use crate::app::ports::{ApiRequest, TransportPort};
use crate::constants::{month_events_path, WATCH_EVENT_PATH};
use crate::domain::request::WatchResponse;
use crate::domain::{CollectionScope, EventCollection, LoadFilters, WatchChange};
use crate::error::{Result, ScannerError, TransportError};
use crate::observability::metrics;
use serde_json::{json, Value};
use std::collections::HashMap;
use std::sync::Arc;
use tokio::sync::Mutex;
use tracing::{debug, info, instrument, warn};

/// Lifecycle of the store's current collection
#[derive(Debug, Clone, Copy, PartialEq, Eq)]
pub enum LoadStatus {
    Empty,
    Loading,
    Loaded,
}

/// What a confirmed toggle did to the in-memory collection
#[derive(Debug, Clone, Copy, PartialEq, Eq)]
pub enum ToggleOutcome {
    /// Server accepted the flag and the collection now shows it
    Applied { watched: bool },
    /// Server accepted the flag, which the collection already showed
    Unchanged { watched: bool },
    /// Server accepted the flag but the event is not in the loaded collection
    NotFound,
    /// A newer toggle for the same event was applied first; this response was dropped
    Stale,
}

#[derive(Debug, Default, Clone, Copy)]
struct WatchVersion {
    issued: u64,
    applied: u64,
    in_flight: u32,
}

struct StoreState {
    current: Option<EventCollection>,
    status: LoadStatus,
    selected: Option<(CollectionScope, LoadFilters)>,
    load_generation: u64,
    applied_generation: u64,
    pending_loads: usize,
    watch_versions: HashMap<String, WatchVersion>,
}

impl StoreState {
    fn settle_status(&mut self) {
        self.status = if self.pending_loads > 0 {
            LoadStatus::Loading
        } else if self.current.is_some() {
            LoadStatus::Loaded
        } else {
            LoadStatus::Empty
        };
    }

    /// Forgets toggle versions for events gone from `current` with nothing in flight
    fn prune_watch_versions(&mut self) {
        let Some(current) = self.current.as_ref() else {
            return;
        };
        self.watch_versions
            .retain(|id, version| version.in_flight > 0 || current.find(id).is_some());
    }
}

/// Owner of the canonical month collection.
///
/// `load` replaces the collection wholesale with what the server returned and
/// `toggle_watch` changes one event's flag after the server confirmed it. The
/// state lock is never held across a transport call, so toggles for different
/// events proceed independently and each applies in one locked step.
pub struct CollectionStore {
    transport: Arc<dyn TransportPort>,
    state: Mutex<StoreState>,
}

impl CollectionStore {
    pub fn new(transport: Arc<dyn TransportPort>) -> Self {
        Self {
            transport,
            state: Mutex::new(StoreState {
                current: None,
                status: LoadStatus::Empty,
                selected: None,
                load_generation: 0,
                applied_generation: 0,
                pending_loads: 0,
                watch_versions: HashMap::new(),
            }),
        }
    }

    pub async fn status(&self) -> LoadStatus {
        self.state.lock().await.status
    }

    /// Copy of the current collection for read-only views
    pub async fn snapshot(&self) -> Option<EventCollection> {
        self.state.lock().await.current.clone()
    }

    /// Scope and filters of the most recent `load`
    pub async fn selected(&self) -> Option<(CollectionScope, LoadFilters)> {
        self.state.lock().await.selected.clone()
    }

    /// Fetches `scope` and replaces the current collection with it.
    ///
    /// With overlapping loads, a successful response is adopted unless a newer
    /// load has already been adopted; in that case the caller gets
    /// `LoadSuperseded`. A newer load that fails does not block an older one.
    #[instrument(skip(self, filters), fields(month = scope.month, year = scope.year))]
    pub async fn load(&self, scope: CollectionScope, filters: LoadFilters) -> Result<EventCollection> {
        CollectionScope::new(scope.month, scope.year)?;

        let generation = {
            let mut state = self.state.lock().await;
            state.load_generation += 1;
            state.pending_loads += 1;
            state.status = LoadStatus::Loading;
            state.selected = Some((scope, filters.clone()));
            state.load_generation
        };

        let request = ApiRequest::get(month_events_path(scope.month, scope.year))
            .with_query(filters.to_query());
        let fetched = match self.transport.send(request).await {
            Ok(payload) => serde_json::from_value::<EventCollection>(payload).map_err(ScannerError::from),
            Err(e) => Err(e.into()),
        };

        let mut state = self.state.lock().await;
        state.pending_loads = state.pending_loads.saturating_sub(1);
        let result = match fetched {
            Ok(_) if generation < state.applied_generation => {
                debug!(generation, applied = state.applied_generation, "Newer collection already adopted");
                Err(ScannerError::LoadSuperseded {
                    month: scope.month,
                    year: scope.year,
                })
            }
            Ok(collection) => {
                if !collection.is_consistent() {
                    metrics::collection::inconsistent();
                    warn!(
                        total = collection.total_events(),
                        watched = collection.watched_count(),
                        "Server collection counters or buckets disagree with its event list"
                    );
                }
                metrics::collection::load_success(collection.total_events());
                info!(
                    total_events = collection.total_events(),
                    watched_count = collection.watched_count(),
                    "Loaded event collection"
                );
                state.applied_generation = generation;
                state.current = Some(collection.clone());
                state.prune_watch_versions();
                Ok(collection)
            }
            Err(e) => {
                metrics::collection::load_error();
                warn!(error = %e, "Failed to load event collection");
                Err(e)
            }
        };
        state.settle_status();
        result
    }

    /// Reloads the scope and filters of the most recent `load`
    pub async fn refresh(&self) -> Result<EventCollection> {
        let (scope, filters) = self.selected().await.ok_or_else(|| {
            ScannerError::Validation("No month selected to refresh".to_string())
        })?;
        self.load(scope, filters).await
    }

    pub async fn load_current_month(&self, filters: LoadFilters) -> Result<EventCollection> {
        self.load(CollectionScope::current(), filters).await
    }

    /// Persists `!current_watched` for `event_id`, then mirrors it locally.
    ///
    /// Nothing local changes unless the server call succeeds. Each call takes a
    /// per-event ticket first; a response older than the last applied ticket for
    /// that event is discarded.
    #[instrument(skip(self))]
    pub async fn toggle_watch(&self, event_id: &str, current_watched: bool) -> Result<ToggleOutcome> {
        let watched = !current_watched;

        let ticket = {
            let mut state = self.state.lock().await;
            let version = state.watch_versions.entry(event_id.to_string()).or_default();
            version.issued += 1;
            version.in_flight += 1;
            version.issued
        };

        let request = ApiRequest::post(
            WATCH_EVENT_PATH,
            json!({ "event_id": event_id, "watch_status": watched }),
        );
        let confirmed = match self.transport.send(request).await {
            Ok(payload) => confirm_watch(payload),
            Err(e) => Err(e.into()),
        };

        let mut state = self.state.lock().await;
        let version = state.watch_versions.entry(event_id.to_string()).or_default();
        version.in_flight = version.in_flight.saturating_sub(1);
        if let Err(e) = confirmed {
            metrics::collection::toggle_failed();
            warn!(error = %e, "Watch toggle failed; collection left as it was");
            return Err(e);
        }
        if ticket < version.applied {
            metrics::collection::toggle_stale();
            debug!(ticket, applied = version.applied, "Discarding stale watch response");
            return Ok(ToggleOutcome::Stale);
        }
        version.applied = ticket;

        let Some(collection) = state.current.as_mut() else {
            return Ok(ToggleOutcome::NotFound);
        };
        let outcome = match collection.apply_watch(event_id, watched) {
            WatchChange::Changed => ToggleOutcome::Applied { watched },
            WatchChange::Unchanged => ToggleOutcome::Unchanged { watched },
            WatchChange::Missing => {
                debug!("Event not in the loaded collection; nothing to update");
                ToggleOutcome::NotFound
            }
        };
        if matches!(outcome, ToggleOutcome::Applied { .. }) {
            metrics::collection::toggle_applied();
            info!(watched, watched_count = collection.watched_count(), "Updated watch status");
        }
        Ok(outcome)
    }
}

/// Reads the backend's watch confirmation; an unreadable body is not a confirmation
fn confirm_watch(payload: Value) -> Result<()> {
    let response: WatchResponse = if payload.is_null() {
        WatchResponse::default()
    } else {
        serde_json::from_value(payload)
            .map_err(|e| TransportError::MalformedResponse(format!("watch confirmation: {e}")))?
    };
    if response.success == Some(false) {
        return Err(ScannerError::Rejected {
            message: response
                .message
                .unwrap_or_else(|| "Failed to update watch status".to_string()),
        });
    }
    Ok(())
}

******

TASK PROMPT =
Give the number of lines in the records where the word "Copy" shows up. Nothing else belongs in the reply.

TASK ANSWER =
4